City: New Delhi
Date: Thu, 2011/12/08 – 6:30pm
Price: Free entry
Writers, Etc.
Thursday 8 December 2011, 06:30 pm
M.L. Bhartia Auditorium, Alliance Francaise de Delhi
Salah Stétié is a Lebanese writer and poet who writes in the French language. During the time of his birth, in 1929, Lebanon was a French-protectorate. He has also served in various diplomatic positions for Lebanon in countries such as Morocco and France. Although his mother tongue is Arabic, Stetie choses to write in French due to the sentiment that the Arabic language is outdated.
Salah Stetie was born on the 28th of December, 1929 in Beirut. His father, Mahmoud Stetie, was a teacher and Arabic poet who provided his son with a solid foundation in Arabic and Muslim culture.

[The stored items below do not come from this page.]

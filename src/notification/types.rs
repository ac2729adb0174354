use chrono::{DateTime, Utc};
use serde::{Deserialize, Serialize};
use uuid::Uuid;

use crate::analytics::AnalyticsSnapshot;
use crate::channel::Channel;
use crate::delivery::DeliveryRecord;
use crate::escalation::{EscalationDecision, EscalationRule};
use crate::recipient::Recipient;
use crate::template::Template;

/// Immutable per-run input describing one notification run.
///
/// Owned by the caller; the engine never mutates it. Validated once at the
/// entry boundary, not defensively re-checked throughout.
#[derive(Debug, Clone, Serialize, Deserialize)]
pub struct NotificationConfiguration {
    /// Caller-assigned configuration identifier
    pub id: String,

    /// Configuration version, echoed into audit events
    #[serde(default)]
    pub version: u32,

    /// Channels to dispatch on, in order. Duplicates are ignored.
    pub channels: Vec<Channel>,

    /// The message template, rendered once per run
    pub template: Template,

    /// Recipients to fan out to
    pub recipients: Vec<Recipient>,

    /// Priority level
    #[serde(default)]
    pub priority: Priority,

    /// Retry behavior for transient failures
    #[serde(default)]
    pub retry_policy: RetryPolicy,

    /// Escalation rules evaluated after dispatch
    #[serde(default)]
    pub escalation_rules: Vec<EscalationRule>,

    /// Load shaping; absent means one batch
    #[serde(skip_serializing_if = "Option::is_none")]
    pub batching: Option<BatchOptions>,

    /// Consent and validation-mode settings
    #[serde(default)]
    pub compliance: ComplianceSettings,
}

/// Priority levels for notifications
#[derive(Debug, Clone, Copy, PartialEq, Eq, Serialize, Deserialize, Default)]
#[serde(rename_all = "PascalCase")]
pub enum Priority {
    /// Low priority, can be delayed
    Low,
    /// Normal priority (default)
    #[default]
    Normal,
    /// High priority, should be delivered promptly
    High,
    /// Critical priority, immediate delivery required
    Critical,
}

impl Priority {
    /// Get numeric value for priority comparison
    pub fn as_weight(&self) -> u8 {
        match self {
            Priority::Low => 1,
            Priority::Normal => 2,
            Priority::High => 3,
            Priority::Critical => 4,
        }
    }
}

impl PartialOrd for Priority {
    fn partial_cmp(&self, other: &Self) -> Option<std::cmp::Ordering> {
        Some(self.cmp(other))
    }
}

impl Ord for Priority {
    fn cmp(&self, other: &Self) -> std::cmp::Ordering {
        self.as_weight().cmp(&other.as_weight())
    }
}

/// Retry behavior for transient delivery failures.
#[derive(Debug, Clone, Serialize, Deserialize)]
pub struct RetryPolicy {
    /// Maximum attempts per pair, including the first (>= 1)
    pub max_attempts: u32,

    /// Base delay between attempts in milliseconds
    pub retry_delay_ms: u64,

    /// When set, attempt k waits `retry_delay_ms * 2^(k-1)`
    #[serde(default)]
    pub exponential_backoff: bool,

    /// When non-empty, only the listed channels retry automatically;
    /// pairs on other channels get a single attempt.
    #[serde(default)]
    pub retry_channels: Vec<Channel>,

    /// Jitter factor (0.0 to 1.0). Zero keeps delays deterministic.
    #[serde(default)]
    pub jitter_factor: f64,
}

impl Default for RetryPolicy {
    fn default() -> Self {
        Self {
            max_attempts: 3,
            retry_delay_ms: 1_000,
            exponential_backoff: true,
            retry_channels: Vec::new(),
            jitter_factor: 0.0,
        }
    }
}

impl RetryPolicy {
    /// Whether pairs on this channel may retry after a transient failure.
    pub fn allows_retry_on(&self, channel: Channel) -> bool {
        self.retry_channels.is_empty() || self.retry_channels.contains(&channel)
    }
}

/// Load shaping: recipients are processed in fixed-size groups with a delay
/// between groups, bounding peak concurrent load on the channel sender.
#[derive(Debug, Clone, Serialize, Deserialize)]
pub struct BatchOptions {
    /// Recipients per batch (>= 1)
    pub batch_size: usize,

    /// Delay between consecutive batches in milliseconds
    pub batch_interval_ms: u64,
}

/// Consent requirements for the run.
#[derive(Debug, Clone, Serialize, Deserialize, Default)]
pub struct ComplianceSettings {
    /// Whether an active compliance framework requires explicit consent
    #[serde(default)]
    pub require_consent: bool,

    #[serde(default)]
    pub validation_mode: ValidationMode,
}

/// How consent gaps are treated during validation.
#[derive(Debug, Clone, Copy, PartialEq, Eq, Serialize, Deserialize, Default)]
#[serde(rename_all = "snake_case")]
pub enum ValidationMode {
    /// Missing consent invalidates the pair
    #[default]
    Strict,
    /// Missing consent is flagged but the pair proceeds
    Lenient,
}

/// Everything a run produced, returned to the caller as one value.
#[derive(Debug, Clone, Serialize)]
pub struct NotificationResult {
    /// Engine-assigned run identifier
    pub run_id: Uuid,

    /// True when at least one pair reached a delivered-class state
    pub success: bool,

    /// Terminal delivery record per dispatched (recipient, channel) pair
    pub delivery_records: Vec<DeliveryRecord>,

    /// Escalation rules that fired, in rule order
    pub escalation_decisions: Vec<EscalationDecision>,

    /// Aggregated metrics over the run window
    #[serde(skip_serializing_if = "Option::is_none")]
    pub analytics: Option<AnalyticsSnapshot>,

    /// Placeholder names the template could not resolve
    pub missing_variables: Vec<String>,

    /// Recoverable errors recorded during the run (validation exclusions,
    /// consent flags). These never abort the run.
    pub errors: Vec<RunError>,

    pub started_at: DateTime<Utc>,
    pub finished_at: DateTime<Utc>,
}

/// A recoverable error recorded against a run, with enough context to
/// reconstruct what happened without replaying the run.
#[derive(Debug, Clone, Serialize)]
pub struct RunError {
    /// Stable machine-readable code (`validation_failed`, `no_usable_channel`,
    /// `consent_flagged`)
    pub code: String,

    pub message: String,

    #[serde(skip_serializing_if = "Option::is_none")]
    pub recipient_id: Option<String>,

    #[serde(skip_serializing_if = "Option::is_none")]
    pub channel: Option<Channel>,
}

impl RunError {
    pub fn new(code: impl Into<String>, message: impl Into<String>) -> Self {
        Self {
            code: code.into(),
            message: message.into(),
            recipient_id: None,
            channel: None,
        }
    }

    pub fn for_pair(
        code: impl Into<String>,
        message: impl Into<String>,
        recipient_id: impl Into<String>,
        channel: Channel,
    ) -> Self {
        Self {
            code: code.into(),
            message: message.into(),
            recipient_id: Some(recipient_id.into()),
            channel: Some(channel),
        }
    }

    pub fn for_recipient(
        code: impl Into<String>,
        message: impl Into<String>,
        recipient_id: impl Into<String>,
    ) -> Self {
        Self {
            code: code.into(),
            message: message.into(),
            recipient_id: Some(recipient_id.into()),
            channel: None,
        }
    }
}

In his native country, he studied Letters and Law. He then studied Orientalism at the Sorbonne in 1951 under a scholarship. His time in Paris proved influential; he published the books Le Voyage D’Alep and Mercure De France, and became friends with a number of French poets including Yves Bonnefoy. Paris became one of two “mental poles” for Stetie; this is to say, he came to think of himself just as much a Francophone and Parisian as he did an Arab and Lebanese. In 1955 he returned to Lebanon where taught at the Lebanese Academy of Beaux-Arts, Graduate School of Arts of Beirut, and the University of Beirut, where he taught until 1961 when his diplomatic career began.
In the 1960s, he served as Lebanese Cultural Diplomat in Paris and Occidental Europe, and also, as UNESCO delegate for Lebanon. In 1982 he began a tenure as Lebanese diplomat in the Netherlands, a position he held until 1984 when he was appointed as diplomat in Morocco. In 1987 he was appointed Secretary General of the Department of Foreign Affairs in his home country, before returning to his diplomatic position in the Netherlands in 1991. In 1992, he retired to Tremblay-sur-Mauldres.
Giuseppe Conte, Italian poet, novelist, and translator, was born in Imperia in 1945.
He received a degree in Literature from Milan’s Statale University in 1968. His first publication was a book of literary criticism entitled La metafora barocca. His debut as a poet came six years later with the publication of La Parola Innamorata in 1978. His follow-up poetry anthology, La Stagione, was published in 1988 and was awarded the Montale Prize. Conte has translated many English works into Italian, including that of Shelley, D.H. Lawrence, Walt Whitman, and William Blake, and has worked as both an editor and essayist for several literary publications.
In 1997, his first full-length book of poetry, L’Oceano e il ragazzo, was translated into English as The Ocean and the Boy. His most recent works of poetry include New Songs (2001), Letters to the Desperate Spring (2002), andWounds and Revival (2006). His recent works of fiction include The Third Officer (2002), The House of Waves(2005), and The Adulteress (2008).